Synopsis–The government has issued two notifications dated December 28, 2020, making it mandatory for real estate agents to maintain records of transactions facilitated by them under the PMLA rules. Here is a look at what has been amended, its impact on home buyers and sellers and what will happen if one does not comply with the rules.
If you are looking to buy a house, then your real estate broker will ask you to undergo KYC process and provide information about the source of the funds you will be using to buy the house. This is because the government has amended the Prevention of Money Laundering Act (PMLA) and has brought real estate agents with an annual turnover of Rs 20 lakh or more, under its ambit as a reporting entity.
As a reporting entity, the real estate agent is required to ensure that he/she has verified the background of the homebuyer or seller (whomever the agent is assisting) and has not helped directly or indirectly in any money laundering activity. The government has issued two notifications dated December 28, 2020, making it mandatory for real estate agents to maintain records of transactions facilitated by them under the PMLA rules.
Here is a look at what has been amended, its impact on home buyers and sellers and what will happen if one does not comply with the rules.
Harsh Parikh, Partner, Khaitan & Co. says, “The Government vide a notification dated November 15, 2017, brought Real Estate Agents within the ambit of Prevention of Money Laundering Act, 2002 (“PMLA”) as a person carrying on designated business or profession. Further, vide notification dated December 28, 2020, the Government rescinded the November 15, 2017 notification except in relation to acts done prior to such recession and further clarified that real estate agents as a person engaged in providing services in relation to sale or purchase of real estate and having an annual turnover of Rs 20 lakhs or more would be within the ambit of PMLA.”
“The difference between the earlier notification of November 15, 2017, and this new notification issued on December 28, 2020, is that earlier the RERA Act definition of a ‘real estate agent’ was notified as such for the PMLA as well and therefore any and every real estate agent was under the purview of PMLA as a reporting entity, whereas now only the real estate agents having an annual turnover of Rs 20 lakhs or more would be required to comply with the rules and regulations under PMLA,” says M. Arun Kumar, Partner, IndusLaw.
Apart from this difference, the latest notifications also make it clear what kind of information the agents will have to collect from their clients and maintain under the PMLA. This was not clarified earlier.
Impact on homebuyers and sellers
Kumar says, “While this notification does not directly impact home buyers and sellers, as long as they are dealing in legal sources of funds, the obligations around ensuring compliance with regard to maintaining and furnishing details and records of transactions involving home buyers, sellers, builders etc. will now be required to be taken care of by the real estate agents including maintaining information like PAN /Aadhaar/Passport, information on source of funds, bank statements, income tax records etc of the buyer and maybe of the seller as well.”

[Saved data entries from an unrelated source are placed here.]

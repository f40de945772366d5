//! Replay diagnostics
//!
//! Every recoverable problem becomes a [`Diagnostic`] carrying the trace line
//! number, the component that noticed it and the affected process. They are
//! logged as they happen and written to `diagnostics.tsv` at the end.

use std::collections::BTreeMap;
use std::fmt;

use log::{info, warn};

use crate::domain::Tgid;

#[derive(Debug, Clone, Copy, PartialEq, Eq, Hash, PartialOrd, Ord)]
pub enum DiagnosticKind {
    /// A known line shape with an unparsable field or payload
    MalformedLine,
    /// A line of no known shape
    UnknownLine,
    /// VMA state contradicts the event (lenient or partial process)
    InconsistentState,
    /// Pairs still open at end of trace
    UnbalancedPair,
    /// No stack for the event, or a stack of another task
    StackMismatch,
    /// A symbol source failed
    ResolverFailure,
    /// Fork look-ahead hit the end of the trace
    LookaheadEof,
    /// The trace ended while an exec stack VMA was still held out of band
    ExecIncomplete,
}

impl DiagnosticKind {
    #[must_use]
    pub fn as_str(self) -> &'static str {
        match self {
            DiagnosticKind::MalformedLine => "malformed-line",
            DiagnosticKind::UnknownLine => "unknown-line",
            DiagnosticKind::InconsistentState => "inconsistent-state",
            DiagnosticKind::UnbalancedPair => "unbalanced-pair",
            DiagnosticKind::StackMismatch => "stack-mismatch",
            DiagnosticKind::ResolverFailure => "resolver-failure",
            DiagnosticKind::LookaheadEof => "lookahead-eof",
            DiagnosticKind::ExecIncomplete => "exec-incomplete",
        }
    }
}

impl fmt::Display for DiagnosticKind {
    fn fmt(&self, f: &mut fmt::Formatter<'_>) -> fmt::Result {
        f.write_str(self.as_str())
    }
}

#[derive(Debug, Clone, PartialEq, Eq)]
pub struct Diagnostic {
    pub line: u64,
    pub emitter: &'static str,
    pub tgid: Option<Tgid>,
    pub kind: DiagnosticKind,
    pub message: String,
}

impl Diagnostic {
    /// `line  emitter  tgid  kind  message`, tab separated
    #[must_use]
    pub fn to_tsv(&self) -> String {
        let tgid = self.tgid.map_or_else(|| "-".to_string(), |t| t.to_string());
        let message = self.message.replace(['\t', '\n'], " ");
        format!("{}\t{}\t{tgid}\t{}\t{message}", self.line, self.emitter, self.kind)
    }
}

impl fmt::Display for Diagnostic {
    fn fmt(&self, f: &mut fmt::Formatter<'_>) -> fmt::Result {
        write!(f, "[{}] line {}: ", self.emitter, self.line)?;
        if let Some(tgid) = self.tgid {
            write!(f, "tgid {tgid}: ")?;
        }
        write!(f, "{}", self.message)
    }
}

/// Collected diagnostics in trace order
#[derive(Debug, Default)]
pub struct Diagnostics {
    entries: Vec<Diagnostic>,
}

impl Diagnostics {
    #[must_use]
    pub fn new() -> Self {
        Self::default()
    }

    pub fn record(
        &mut self,
        line: u64,
        emitter: &'static str,
        tgid: Option<Tgid>,
        kind: DiagnosticKind,
        message: impl Into<String>,
    ) {
        let diagnostic = Diagnostic { line, emitter, tgid, kind, message: message.into() };
        match kind {
            DiagnosticKind::LookaheadEof | DiagnosticKind::StackMismatch | DiagnosticKind::ExecIncomplete => {
                info!("{diagnostic}");
            }
            _ => warn!("{diagnostic}"),
        }
        self.entries.push(diagnostic);
    }

    /// Add a diagnostic that was already reported elsewhere
    pub fn push(&mut self, diagnostic: Diagnostic) {
        self.entries.push(diagnostic);
    }

    #[must_use]
    pub fn entries(&self) -> &[Diagnostic] {
        &self.entries
    }

    #[must_use]
    pub fn count(&self, kind: DiagnosticKind) -> usize {
        self.entries.iter().filter(|d| d.kind == kind).count()
    }

    #[must_use]
    pub fn counts(&self) -> BTreeMap<DiagnosticKind, usize> {
        let mut counts = BTreeMap::new();
        for d in &self.entries {
            *counts.entry(d.kind).or_default() += 1;
        }
        counts
    }

    #[must_use]
    pub fn into_entries(self) -> Vec<Diagnostic> {
        self.entries
    }
}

Kumar further adds, “Even though earlier real estate agents were under the purview of PMLA as reporting entity, however, it was not clear what kind of the information they were required to ask from their clients and also how to maintain the record of it. The Government with an amendment in PMLA (Maintenance of Records) Rules, 2005 has included the Central Board of Indirect Taxes and Customs (CBIC) under the definition of ‘Regulator’. CBIC, as the regulator is now required to specify the procedure and process of collecting the necessary information by real estate agents from their clients and how such information, if required, is to be reported to the government.”
As per experts, by bringing real estate agents under the ambit of PMLA, the government is involving them in making sure that the sources of funds used by the buyer are legitimate. A real estate agent is required to ensure that the transaction undertaken by the buyer is legitimate and not for money laundering purposes because often black money is used to finance purchase of property.
Parikh adds, “By including real estate agents under PMLA, the onus has been put on the real estate agent to ensure that the clients it represents are not directly or indirectly involved in the process or activity connected with any proceeds of crime. The crux for any real estate agent is to show to the authorities that they did not either directly or indirectly attempt to indulge or knowingly assist in any process or activity connected with proceeds of crime including, concealment, possession, acquisition or use. To ensure the above and if any notices are received by real estate agents under PMLA, they would need to have back up documents and information to show that the real estate agent acted in prudence and made regular inquiries to ascertain the profile and background of the client.”
What if law is not complied with by agent/client
Kumar says, “Any person (real estate agent or buyer or seller) found guilty of money laundering under the PMLA may face punishment involving rigorous imprisonment for 3-7 years or more. Also, any property that is believed to be ‘proceeds of crime’ i.e. where any unknown or illegal sources of funds are used for transactions involving such property, can be attached by the enforcing agencies.”